- **Available records**:
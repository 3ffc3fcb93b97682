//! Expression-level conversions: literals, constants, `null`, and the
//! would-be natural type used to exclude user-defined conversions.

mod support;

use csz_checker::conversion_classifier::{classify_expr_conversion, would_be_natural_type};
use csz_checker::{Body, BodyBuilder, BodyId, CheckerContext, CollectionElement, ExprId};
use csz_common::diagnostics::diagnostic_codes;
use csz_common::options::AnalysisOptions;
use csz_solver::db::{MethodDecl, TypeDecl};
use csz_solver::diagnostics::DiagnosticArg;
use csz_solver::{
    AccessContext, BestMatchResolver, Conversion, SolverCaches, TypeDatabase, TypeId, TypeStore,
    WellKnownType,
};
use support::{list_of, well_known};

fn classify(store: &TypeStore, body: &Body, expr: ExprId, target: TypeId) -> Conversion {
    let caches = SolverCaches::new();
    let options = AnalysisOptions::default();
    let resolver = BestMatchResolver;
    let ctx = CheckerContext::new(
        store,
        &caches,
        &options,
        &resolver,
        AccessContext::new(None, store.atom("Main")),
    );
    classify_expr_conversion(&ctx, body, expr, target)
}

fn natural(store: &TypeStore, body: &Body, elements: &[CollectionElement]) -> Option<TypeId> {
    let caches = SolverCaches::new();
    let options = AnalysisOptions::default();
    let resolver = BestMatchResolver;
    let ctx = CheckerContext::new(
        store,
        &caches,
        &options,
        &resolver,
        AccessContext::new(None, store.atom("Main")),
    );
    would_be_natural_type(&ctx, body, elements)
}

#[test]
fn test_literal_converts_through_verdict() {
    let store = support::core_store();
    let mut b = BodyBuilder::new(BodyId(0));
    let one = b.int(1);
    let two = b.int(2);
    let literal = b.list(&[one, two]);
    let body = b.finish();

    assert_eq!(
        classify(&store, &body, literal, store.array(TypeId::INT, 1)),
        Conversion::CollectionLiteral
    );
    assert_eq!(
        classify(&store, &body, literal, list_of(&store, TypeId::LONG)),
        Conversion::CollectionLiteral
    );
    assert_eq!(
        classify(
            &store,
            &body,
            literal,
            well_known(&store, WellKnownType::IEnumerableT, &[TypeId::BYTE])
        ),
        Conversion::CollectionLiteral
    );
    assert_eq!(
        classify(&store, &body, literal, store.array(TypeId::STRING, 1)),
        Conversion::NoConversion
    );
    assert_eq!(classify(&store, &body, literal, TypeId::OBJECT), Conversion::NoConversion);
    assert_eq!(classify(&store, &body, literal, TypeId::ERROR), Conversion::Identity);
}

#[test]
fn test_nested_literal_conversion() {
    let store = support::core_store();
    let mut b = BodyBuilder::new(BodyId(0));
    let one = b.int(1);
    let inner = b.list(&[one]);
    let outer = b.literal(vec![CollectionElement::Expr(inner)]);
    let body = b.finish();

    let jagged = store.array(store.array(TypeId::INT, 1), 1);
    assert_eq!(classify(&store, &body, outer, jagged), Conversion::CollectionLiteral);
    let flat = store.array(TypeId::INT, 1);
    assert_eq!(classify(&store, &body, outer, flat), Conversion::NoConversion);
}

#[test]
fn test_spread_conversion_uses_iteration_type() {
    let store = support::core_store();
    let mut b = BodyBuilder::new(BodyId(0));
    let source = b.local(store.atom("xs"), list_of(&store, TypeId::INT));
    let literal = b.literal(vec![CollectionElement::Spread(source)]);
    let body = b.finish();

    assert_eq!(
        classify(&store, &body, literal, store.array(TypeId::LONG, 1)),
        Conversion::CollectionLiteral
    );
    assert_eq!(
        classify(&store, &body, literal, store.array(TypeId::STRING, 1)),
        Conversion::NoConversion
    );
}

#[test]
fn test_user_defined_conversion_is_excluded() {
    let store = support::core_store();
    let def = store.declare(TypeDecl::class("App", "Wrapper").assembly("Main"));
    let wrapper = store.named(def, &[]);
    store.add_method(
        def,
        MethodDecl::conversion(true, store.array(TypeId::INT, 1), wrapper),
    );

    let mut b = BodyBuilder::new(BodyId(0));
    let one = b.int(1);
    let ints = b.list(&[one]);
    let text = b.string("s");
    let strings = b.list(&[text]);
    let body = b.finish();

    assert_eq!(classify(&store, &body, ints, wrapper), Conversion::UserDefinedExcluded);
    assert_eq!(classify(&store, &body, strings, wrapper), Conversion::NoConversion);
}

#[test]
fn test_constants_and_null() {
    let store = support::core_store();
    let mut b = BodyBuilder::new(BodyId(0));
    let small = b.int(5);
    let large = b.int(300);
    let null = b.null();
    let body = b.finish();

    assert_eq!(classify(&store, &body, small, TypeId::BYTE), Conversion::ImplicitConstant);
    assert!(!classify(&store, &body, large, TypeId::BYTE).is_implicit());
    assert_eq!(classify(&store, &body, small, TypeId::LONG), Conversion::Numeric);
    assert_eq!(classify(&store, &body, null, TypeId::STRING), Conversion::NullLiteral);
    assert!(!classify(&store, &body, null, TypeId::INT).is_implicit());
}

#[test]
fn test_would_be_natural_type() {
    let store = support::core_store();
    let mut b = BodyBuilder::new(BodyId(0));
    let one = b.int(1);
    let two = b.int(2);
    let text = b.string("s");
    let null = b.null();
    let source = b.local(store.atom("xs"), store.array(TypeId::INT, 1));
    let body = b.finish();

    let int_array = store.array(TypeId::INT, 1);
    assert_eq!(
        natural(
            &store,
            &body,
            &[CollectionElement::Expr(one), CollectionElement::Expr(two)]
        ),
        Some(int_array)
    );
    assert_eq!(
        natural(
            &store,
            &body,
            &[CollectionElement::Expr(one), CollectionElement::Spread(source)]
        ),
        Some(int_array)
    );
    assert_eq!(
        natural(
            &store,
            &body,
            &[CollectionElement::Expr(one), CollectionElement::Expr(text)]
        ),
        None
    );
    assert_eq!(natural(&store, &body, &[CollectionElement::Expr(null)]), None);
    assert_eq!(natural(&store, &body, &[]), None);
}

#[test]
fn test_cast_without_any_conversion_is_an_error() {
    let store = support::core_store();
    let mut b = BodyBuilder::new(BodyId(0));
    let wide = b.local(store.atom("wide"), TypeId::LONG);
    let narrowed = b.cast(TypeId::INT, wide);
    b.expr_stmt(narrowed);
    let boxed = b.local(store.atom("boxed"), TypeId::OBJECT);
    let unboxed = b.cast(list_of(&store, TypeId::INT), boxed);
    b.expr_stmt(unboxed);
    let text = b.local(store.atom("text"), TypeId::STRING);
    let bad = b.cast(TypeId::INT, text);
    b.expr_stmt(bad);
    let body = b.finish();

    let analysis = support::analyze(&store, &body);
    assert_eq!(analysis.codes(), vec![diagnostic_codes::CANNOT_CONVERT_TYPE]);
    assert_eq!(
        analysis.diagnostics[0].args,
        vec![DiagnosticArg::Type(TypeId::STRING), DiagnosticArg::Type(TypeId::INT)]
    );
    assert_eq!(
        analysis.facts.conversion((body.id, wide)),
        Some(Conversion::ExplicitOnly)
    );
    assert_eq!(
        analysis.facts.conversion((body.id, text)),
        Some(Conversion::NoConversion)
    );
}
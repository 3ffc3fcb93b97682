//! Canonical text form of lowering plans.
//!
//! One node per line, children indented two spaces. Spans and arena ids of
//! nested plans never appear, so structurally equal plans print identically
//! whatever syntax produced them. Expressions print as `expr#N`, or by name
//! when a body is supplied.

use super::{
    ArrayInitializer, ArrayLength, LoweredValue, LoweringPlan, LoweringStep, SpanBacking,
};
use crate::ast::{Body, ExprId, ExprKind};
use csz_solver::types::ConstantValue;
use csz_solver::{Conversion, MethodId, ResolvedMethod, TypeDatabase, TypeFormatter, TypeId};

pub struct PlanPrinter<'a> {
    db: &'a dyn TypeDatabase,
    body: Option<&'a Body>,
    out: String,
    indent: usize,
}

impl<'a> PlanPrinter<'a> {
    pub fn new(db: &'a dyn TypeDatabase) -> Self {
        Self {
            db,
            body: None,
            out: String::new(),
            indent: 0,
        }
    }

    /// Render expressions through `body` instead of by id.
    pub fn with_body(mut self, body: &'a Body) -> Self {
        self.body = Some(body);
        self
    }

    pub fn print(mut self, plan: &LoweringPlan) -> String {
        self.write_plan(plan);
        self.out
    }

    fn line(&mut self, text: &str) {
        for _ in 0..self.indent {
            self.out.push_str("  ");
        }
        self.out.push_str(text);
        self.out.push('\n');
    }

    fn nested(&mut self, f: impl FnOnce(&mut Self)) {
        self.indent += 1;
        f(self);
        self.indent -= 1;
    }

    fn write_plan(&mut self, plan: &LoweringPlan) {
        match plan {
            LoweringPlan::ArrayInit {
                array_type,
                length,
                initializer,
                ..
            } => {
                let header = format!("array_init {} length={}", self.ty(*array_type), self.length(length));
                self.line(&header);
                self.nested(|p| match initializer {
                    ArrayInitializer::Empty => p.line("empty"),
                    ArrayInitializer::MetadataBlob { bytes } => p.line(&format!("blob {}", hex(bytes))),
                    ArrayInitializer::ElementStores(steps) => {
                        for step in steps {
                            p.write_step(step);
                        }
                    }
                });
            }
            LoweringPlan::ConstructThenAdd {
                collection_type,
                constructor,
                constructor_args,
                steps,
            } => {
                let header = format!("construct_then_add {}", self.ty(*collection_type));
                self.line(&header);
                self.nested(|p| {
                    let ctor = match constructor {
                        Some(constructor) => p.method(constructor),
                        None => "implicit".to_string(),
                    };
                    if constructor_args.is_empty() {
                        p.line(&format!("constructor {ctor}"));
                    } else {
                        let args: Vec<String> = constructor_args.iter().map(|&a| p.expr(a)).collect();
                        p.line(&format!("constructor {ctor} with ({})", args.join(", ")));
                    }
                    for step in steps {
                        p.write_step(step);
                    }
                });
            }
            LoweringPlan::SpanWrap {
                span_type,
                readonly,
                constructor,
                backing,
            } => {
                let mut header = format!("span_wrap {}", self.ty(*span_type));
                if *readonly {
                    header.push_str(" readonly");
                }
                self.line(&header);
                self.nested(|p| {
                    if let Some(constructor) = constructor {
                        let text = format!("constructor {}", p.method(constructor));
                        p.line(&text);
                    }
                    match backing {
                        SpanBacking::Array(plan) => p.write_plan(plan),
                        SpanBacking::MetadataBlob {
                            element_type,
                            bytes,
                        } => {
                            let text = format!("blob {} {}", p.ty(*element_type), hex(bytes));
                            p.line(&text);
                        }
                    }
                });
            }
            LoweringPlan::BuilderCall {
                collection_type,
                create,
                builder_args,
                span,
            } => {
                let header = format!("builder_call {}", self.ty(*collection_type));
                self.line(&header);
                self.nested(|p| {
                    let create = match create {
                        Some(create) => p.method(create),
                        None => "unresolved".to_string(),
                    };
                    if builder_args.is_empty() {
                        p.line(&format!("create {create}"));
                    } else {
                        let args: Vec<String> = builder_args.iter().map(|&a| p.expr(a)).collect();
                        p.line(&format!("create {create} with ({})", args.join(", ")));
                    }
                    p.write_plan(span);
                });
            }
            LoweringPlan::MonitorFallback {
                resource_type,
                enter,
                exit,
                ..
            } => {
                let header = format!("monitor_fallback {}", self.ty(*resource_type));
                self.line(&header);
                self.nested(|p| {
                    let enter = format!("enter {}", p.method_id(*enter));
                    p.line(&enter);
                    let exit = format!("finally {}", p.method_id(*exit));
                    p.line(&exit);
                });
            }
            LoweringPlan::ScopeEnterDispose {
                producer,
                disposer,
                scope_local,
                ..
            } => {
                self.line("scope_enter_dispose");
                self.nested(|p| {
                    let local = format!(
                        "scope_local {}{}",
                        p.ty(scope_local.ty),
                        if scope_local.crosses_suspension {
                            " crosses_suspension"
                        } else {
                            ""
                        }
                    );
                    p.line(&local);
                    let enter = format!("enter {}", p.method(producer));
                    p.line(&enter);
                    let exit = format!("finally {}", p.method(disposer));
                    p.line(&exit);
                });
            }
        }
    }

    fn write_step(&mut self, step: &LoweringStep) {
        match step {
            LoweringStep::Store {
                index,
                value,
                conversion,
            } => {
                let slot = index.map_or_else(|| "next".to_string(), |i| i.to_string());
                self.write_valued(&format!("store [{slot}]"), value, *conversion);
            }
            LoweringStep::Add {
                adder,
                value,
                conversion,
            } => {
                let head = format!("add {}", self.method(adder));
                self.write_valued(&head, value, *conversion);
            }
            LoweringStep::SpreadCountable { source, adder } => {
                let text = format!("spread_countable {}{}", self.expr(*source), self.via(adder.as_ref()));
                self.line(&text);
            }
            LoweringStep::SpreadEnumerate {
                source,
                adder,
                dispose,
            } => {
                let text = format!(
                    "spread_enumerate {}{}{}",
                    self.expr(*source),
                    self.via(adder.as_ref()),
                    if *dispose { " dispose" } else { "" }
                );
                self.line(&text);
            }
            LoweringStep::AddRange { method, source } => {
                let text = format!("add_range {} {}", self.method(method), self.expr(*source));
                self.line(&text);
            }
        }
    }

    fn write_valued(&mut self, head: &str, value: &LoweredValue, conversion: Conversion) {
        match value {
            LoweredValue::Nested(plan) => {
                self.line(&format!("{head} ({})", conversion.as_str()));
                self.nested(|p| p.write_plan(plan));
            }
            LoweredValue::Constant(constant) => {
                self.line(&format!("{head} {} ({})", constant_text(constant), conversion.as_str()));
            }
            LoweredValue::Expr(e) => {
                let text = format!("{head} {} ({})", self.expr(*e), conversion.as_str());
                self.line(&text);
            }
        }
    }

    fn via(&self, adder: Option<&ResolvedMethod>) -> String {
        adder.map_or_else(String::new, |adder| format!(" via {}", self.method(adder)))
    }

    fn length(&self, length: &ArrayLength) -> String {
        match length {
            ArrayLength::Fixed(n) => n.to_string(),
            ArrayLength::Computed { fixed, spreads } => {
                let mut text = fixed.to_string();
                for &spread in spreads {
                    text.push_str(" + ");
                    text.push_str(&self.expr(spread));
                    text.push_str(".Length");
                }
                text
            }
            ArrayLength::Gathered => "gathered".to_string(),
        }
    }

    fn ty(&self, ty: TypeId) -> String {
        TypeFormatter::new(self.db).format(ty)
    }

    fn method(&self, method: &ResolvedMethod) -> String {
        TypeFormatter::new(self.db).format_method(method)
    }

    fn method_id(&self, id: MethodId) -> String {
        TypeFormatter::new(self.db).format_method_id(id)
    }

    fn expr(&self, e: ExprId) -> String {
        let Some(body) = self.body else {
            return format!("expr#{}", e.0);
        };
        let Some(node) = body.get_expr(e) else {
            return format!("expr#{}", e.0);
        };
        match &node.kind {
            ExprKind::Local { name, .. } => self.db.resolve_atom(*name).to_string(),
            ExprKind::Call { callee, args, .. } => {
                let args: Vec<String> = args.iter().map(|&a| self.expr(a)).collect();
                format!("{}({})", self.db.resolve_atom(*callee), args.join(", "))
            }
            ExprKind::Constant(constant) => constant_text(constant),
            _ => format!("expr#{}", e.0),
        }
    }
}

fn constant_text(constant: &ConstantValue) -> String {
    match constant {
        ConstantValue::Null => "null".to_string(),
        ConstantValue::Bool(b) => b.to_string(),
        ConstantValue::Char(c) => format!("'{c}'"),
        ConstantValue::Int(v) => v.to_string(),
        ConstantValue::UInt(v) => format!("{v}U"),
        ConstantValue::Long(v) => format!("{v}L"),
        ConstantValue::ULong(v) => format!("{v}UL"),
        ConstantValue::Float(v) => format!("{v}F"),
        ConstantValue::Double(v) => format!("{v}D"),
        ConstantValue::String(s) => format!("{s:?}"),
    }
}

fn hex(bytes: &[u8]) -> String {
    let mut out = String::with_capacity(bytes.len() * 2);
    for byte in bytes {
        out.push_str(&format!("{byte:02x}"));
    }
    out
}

- **To do**: Exactly reproduce the lines of the entries above, from the one containing "fn method_id(&self, id: MethodId)" to the very last, and no others.

- **Solution**:
    fn method_id(&self, id: MethodId) -> String {
        TypeFormatter::new(self.db).format_method_id(id)
    }

    fn expr(&self, e: ExprId) -> String {
        let Some(body) = self.body else {
            return format!("expr#{}", e.0);
        };
        let Some(node) = body.get_expr(e) else {
            return format!("expr#{}", e.0);
        };
        match &node.kind {
            ExprKind::Local { name, .. } => self.db.resolve_atom(*name).to_string(),
            ExprKind::Call { callee, args, .. } => {
                let args: Vec<String> = args.iter().map(|&a| self.expr(a)).collect();
                format!("{}({})", self.db.resolve_atom(*callee), args.join(", "))
            }
            ExprKind::Constant(constant) => constant_text(constant),
            _ => format!("expr#{}", e.0),
        }
    }
}

fn constant_text(constant: &ConstantValue) -> String {
    match constant {
        ConstantValue::Null => "null".to_string(),
        ConstantValue::Bool(b) => b.to_string(),
        ConstantValue::Char(c) => format!("'{c}'"),
        ConstantValue::Int(v) => v.to_string(),
        ConstantValue::UInt(v) => format!("{v}U"),
        ConstantValue::Long(v) => format!("{v}L"),
        ConstantValue::ULong(v) => format!("{v}UL"),
        ConstantValue::Float(v) => format!("{v}F"),
        ConstantValue::Double(v) => format!("{v}D"),
        ConstantValue::String(s) => format!("{s:?}"),
    }
}

fn hex(bytes: &[u8]) -> String {
    let mut out = String::with_capacity(bytes.len() * 2);
    for byte in bytes {
        out.push_str(&format!("{byte:02x}"));
    }
    out
}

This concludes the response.